= Beginning of Section =

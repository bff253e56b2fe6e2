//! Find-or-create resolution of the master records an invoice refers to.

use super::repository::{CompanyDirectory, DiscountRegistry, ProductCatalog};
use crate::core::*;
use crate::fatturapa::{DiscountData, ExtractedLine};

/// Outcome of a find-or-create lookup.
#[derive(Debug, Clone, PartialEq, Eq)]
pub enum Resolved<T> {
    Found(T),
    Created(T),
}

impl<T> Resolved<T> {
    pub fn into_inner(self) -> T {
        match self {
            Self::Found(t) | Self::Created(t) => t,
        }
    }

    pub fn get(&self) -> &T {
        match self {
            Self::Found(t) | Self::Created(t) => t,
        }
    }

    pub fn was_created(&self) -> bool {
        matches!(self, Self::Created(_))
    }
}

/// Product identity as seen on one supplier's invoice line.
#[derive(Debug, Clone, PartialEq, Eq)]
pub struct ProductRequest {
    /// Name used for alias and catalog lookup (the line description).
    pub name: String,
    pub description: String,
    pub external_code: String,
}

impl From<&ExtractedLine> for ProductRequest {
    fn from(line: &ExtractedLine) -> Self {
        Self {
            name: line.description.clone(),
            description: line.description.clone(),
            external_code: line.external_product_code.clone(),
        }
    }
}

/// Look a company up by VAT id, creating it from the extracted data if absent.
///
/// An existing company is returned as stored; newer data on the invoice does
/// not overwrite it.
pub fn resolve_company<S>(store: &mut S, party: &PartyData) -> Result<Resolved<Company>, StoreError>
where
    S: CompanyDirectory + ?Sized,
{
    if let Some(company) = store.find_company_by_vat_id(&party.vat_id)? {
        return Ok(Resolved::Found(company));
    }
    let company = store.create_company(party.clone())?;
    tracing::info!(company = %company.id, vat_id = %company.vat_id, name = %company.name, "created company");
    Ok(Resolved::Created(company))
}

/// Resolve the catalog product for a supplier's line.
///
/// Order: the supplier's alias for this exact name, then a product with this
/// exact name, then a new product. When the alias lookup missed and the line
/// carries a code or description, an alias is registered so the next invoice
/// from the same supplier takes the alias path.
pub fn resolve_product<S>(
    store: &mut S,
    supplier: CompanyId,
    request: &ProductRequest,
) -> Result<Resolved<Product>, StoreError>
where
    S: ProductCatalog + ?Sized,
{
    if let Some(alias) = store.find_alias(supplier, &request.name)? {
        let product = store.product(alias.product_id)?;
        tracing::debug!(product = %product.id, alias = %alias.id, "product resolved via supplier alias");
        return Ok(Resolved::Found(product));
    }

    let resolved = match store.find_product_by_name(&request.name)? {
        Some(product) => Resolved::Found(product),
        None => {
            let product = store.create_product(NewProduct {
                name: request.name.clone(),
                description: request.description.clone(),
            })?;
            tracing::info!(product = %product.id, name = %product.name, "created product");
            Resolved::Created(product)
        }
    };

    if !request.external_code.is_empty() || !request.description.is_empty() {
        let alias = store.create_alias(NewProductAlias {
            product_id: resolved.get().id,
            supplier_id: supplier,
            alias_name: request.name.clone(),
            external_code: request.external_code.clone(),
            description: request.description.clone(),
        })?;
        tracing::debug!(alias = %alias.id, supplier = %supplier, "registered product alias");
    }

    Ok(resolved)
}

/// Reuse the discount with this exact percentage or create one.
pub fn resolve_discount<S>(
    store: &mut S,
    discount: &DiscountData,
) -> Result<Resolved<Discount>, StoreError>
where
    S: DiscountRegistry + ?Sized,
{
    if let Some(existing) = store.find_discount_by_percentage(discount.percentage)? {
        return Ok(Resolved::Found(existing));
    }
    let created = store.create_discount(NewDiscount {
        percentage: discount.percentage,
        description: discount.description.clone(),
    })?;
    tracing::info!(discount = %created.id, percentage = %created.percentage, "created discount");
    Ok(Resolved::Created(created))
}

= End of Section =
= Beginning of Section =

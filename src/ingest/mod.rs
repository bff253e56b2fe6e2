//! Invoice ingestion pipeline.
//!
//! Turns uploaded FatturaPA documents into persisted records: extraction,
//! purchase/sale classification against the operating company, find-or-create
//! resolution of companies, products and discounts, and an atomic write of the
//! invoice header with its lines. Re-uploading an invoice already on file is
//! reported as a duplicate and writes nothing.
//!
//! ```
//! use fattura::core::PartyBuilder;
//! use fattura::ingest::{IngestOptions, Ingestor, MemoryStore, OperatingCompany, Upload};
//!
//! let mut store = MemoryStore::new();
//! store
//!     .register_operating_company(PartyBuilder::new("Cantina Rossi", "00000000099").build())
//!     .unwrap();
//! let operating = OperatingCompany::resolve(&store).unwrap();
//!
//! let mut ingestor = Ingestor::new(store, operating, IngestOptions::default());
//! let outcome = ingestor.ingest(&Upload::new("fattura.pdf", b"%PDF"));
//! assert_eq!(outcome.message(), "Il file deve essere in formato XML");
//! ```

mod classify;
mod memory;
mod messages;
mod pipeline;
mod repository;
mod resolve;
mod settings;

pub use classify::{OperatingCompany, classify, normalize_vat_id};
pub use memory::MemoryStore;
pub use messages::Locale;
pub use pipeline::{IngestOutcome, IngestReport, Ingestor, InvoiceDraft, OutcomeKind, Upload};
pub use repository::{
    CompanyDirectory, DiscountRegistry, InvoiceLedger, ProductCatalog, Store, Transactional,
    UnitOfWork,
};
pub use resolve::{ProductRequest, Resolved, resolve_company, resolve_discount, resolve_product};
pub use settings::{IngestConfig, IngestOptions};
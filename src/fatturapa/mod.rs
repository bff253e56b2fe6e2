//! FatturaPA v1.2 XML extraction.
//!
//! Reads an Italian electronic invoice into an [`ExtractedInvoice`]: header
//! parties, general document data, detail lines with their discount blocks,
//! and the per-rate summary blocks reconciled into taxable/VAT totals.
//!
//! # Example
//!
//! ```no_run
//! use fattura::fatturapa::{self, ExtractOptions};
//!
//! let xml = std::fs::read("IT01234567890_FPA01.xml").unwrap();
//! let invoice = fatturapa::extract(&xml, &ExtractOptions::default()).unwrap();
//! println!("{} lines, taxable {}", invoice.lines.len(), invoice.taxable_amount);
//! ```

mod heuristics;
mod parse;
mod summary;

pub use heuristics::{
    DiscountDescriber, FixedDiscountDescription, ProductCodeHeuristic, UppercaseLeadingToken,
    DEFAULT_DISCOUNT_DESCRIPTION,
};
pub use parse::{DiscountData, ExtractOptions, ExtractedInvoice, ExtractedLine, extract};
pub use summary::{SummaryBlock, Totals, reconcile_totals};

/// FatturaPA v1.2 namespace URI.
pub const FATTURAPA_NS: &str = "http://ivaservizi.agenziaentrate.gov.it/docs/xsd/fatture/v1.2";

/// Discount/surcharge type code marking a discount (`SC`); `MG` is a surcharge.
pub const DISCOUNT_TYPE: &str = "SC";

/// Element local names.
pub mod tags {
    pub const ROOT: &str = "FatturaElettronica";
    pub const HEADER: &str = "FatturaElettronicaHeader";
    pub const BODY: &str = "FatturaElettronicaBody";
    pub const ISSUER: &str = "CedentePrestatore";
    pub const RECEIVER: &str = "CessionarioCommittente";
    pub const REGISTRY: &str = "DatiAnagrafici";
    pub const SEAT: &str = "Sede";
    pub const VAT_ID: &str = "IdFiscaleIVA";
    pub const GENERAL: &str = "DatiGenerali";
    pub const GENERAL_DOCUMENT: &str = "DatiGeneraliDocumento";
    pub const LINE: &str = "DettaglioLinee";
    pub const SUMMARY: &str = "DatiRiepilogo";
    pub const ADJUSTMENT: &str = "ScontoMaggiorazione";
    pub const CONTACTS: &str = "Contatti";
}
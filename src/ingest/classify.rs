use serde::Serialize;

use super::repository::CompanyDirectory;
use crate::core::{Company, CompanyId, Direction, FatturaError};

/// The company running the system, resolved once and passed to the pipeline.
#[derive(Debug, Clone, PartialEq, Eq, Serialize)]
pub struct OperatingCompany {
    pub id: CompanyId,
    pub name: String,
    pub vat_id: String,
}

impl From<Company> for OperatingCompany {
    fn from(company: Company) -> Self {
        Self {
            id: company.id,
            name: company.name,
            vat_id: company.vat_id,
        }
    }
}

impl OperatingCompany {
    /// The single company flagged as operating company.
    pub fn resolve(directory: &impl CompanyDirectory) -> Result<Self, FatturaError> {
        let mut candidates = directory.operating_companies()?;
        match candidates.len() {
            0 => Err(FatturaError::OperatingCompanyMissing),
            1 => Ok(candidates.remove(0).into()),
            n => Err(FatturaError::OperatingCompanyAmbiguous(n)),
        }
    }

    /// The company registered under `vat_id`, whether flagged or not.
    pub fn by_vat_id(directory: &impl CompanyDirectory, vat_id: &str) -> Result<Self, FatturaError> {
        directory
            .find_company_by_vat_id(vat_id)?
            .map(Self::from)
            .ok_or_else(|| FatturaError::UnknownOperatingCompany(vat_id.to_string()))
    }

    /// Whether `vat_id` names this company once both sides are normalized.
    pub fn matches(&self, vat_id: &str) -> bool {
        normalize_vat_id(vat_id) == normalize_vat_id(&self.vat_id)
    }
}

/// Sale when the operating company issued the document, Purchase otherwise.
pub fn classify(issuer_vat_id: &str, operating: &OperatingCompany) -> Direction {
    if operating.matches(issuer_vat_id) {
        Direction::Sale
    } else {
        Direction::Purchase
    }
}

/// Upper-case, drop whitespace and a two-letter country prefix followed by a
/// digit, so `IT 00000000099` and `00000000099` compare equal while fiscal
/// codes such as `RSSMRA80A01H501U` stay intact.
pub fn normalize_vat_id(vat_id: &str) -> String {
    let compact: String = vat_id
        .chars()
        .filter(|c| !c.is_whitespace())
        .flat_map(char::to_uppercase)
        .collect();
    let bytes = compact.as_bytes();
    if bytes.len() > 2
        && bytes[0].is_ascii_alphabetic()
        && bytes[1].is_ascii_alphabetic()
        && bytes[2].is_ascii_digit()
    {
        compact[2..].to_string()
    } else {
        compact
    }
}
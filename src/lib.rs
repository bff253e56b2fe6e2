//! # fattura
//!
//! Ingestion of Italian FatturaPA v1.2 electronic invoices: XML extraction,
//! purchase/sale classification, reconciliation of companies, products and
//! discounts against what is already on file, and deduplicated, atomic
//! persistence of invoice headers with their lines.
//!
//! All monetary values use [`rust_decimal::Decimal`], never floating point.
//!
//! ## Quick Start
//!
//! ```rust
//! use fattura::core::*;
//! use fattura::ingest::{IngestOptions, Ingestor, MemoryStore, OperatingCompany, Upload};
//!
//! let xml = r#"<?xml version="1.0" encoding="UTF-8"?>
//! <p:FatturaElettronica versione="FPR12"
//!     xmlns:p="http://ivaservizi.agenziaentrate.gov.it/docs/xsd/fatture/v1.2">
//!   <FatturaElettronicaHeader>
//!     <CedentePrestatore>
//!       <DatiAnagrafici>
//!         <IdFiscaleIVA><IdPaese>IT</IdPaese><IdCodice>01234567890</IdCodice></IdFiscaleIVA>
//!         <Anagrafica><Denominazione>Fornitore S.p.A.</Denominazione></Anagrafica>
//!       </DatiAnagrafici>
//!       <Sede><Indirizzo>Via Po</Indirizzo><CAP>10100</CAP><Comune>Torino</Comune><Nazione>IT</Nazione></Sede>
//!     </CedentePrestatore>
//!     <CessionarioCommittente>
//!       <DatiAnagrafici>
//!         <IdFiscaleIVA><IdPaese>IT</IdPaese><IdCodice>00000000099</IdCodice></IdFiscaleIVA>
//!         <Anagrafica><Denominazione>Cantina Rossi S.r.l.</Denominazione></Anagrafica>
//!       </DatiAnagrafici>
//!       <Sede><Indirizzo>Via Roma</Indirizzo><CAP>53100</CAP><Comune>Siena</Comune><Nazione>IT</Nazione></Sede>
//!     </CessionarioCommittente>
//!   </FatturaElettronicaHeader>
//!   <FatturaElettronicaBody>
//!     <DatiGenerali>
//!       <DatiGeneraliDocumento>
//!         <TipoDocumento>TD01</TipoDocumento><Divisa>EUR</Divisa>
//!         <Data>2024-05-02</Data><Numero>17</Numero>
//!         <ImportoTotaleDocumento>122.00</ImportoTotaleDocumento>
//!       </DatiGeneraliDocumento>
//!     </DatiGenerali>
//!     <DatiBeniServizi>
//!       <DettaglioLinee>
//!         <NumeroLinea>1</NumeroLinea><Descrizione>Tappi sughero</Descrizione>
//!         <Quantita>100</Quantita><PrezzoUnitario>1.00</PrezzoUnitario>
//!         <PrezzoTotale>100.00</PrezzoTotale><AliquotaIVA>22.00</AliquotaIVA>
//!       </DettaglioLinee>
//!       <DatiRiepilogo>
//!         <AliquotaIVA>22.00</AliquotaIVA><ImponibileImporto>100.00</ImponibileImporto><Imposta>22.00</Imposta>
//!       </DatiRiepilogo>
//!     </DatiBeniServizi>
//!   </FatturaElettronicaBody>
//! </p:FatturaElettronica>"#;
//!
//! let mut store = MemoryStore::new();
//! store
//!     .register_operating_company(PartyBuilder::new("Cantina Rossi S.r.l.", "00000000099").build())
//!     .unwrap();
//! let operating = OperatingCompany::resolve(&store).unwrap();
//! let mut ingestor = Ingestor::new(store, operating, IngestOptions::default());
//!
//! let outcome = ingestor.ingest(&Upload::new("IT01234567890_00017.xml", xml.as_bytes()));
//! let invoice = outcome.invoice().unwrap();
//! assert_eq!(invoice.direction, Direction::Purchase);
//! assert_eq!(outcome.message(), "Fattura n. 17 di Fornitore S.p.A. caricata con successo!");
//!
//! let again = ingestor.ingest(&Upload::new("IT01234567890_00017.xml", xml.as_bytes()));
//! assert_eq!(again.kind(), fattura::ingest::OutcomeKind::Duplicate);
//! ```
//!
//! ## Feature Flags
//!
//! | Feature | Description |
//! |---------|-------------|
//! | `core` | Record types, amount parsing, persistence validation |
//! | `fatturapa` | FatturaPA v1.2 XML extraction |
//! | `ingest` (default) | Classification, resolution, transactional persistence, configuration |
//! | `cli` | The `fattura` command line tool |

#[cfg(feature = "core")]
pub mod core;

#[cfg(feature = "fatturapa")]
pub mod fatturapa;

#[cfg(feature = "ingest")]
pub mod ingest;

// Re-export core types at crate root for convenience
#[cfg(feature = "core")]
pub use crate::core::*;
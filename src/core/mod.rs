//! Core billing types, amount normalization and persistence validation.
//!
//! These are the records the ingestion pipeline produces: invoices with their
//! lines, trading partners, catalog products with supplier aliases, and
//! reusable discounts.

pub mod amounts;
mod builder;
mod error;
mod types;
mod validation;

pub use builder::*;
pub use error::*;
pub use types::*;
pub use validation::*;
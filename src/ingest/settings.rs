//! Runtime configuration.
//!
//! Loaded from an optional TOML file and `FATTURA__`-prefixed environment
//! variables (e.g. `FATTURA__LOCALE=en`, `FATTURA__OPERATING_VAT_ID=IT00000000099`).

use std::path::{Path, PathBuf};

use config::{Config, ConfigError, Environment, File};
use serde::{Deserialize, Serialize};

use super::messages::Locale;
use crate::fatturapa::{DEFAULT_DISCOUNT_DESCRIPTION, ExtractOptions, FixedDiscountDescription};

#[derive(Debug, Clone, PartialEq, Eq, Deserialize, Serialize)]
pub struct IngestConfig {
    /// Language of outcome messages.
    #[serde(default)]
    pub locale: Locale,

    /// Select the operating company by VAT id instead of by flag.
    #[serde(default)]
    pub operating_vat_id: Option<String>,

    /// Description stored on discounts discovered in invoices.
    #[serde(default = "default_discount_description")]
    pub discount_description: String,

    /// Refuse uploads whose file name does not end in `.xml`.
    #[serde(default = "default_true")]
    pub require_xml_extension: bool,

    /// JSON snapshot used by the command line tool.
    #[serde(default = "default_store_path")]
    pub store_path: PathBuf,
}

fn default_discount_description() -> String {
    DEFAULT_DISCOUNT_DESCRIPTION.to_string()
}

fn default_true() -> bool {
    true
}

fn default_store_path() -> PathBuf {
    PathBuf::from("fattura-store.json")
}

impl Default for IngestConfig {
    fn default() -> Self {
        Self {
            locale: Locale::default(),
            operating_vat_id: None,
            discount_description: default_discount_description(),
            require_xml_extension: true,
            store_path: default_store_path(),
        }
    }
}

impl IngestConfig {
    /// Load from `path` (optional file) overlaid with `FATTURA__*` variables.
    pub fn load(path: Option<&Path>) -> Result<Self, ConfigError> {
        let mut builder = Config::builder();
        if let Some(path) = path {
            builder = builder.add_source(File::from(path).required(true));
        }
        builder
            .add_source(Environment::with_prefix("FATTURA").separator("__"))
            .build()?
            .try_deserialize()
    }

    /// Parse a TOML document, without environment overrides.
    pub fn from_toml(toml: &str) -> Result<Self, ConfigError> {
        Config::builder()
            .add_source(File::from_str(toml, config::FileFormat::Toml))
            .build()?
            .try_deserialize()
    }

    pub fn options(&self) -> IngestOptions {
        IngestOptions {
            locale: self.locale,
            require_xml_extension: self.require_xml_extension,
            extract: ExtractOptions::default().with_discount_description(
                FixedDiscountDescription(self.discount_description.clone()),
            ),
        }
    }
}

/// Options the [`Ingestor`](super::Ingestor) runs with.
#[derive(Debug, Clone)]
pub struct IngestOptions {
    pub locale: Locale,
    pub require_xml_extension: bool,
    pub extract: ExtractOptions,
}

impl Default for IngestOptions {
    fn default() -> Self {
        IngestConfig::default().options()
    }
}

= End of Section =

§ **What needs to be done**: Working through the records, find each line containing the word "FatturaElettronicaHeader" and copy it.

§ **Response for this exercise**:
    pub const HEADER: &str = "FatturaElettronicaHeader";
//!   <FatturaElettronicaHeader>
//!   </FatturaElettronicaHeader>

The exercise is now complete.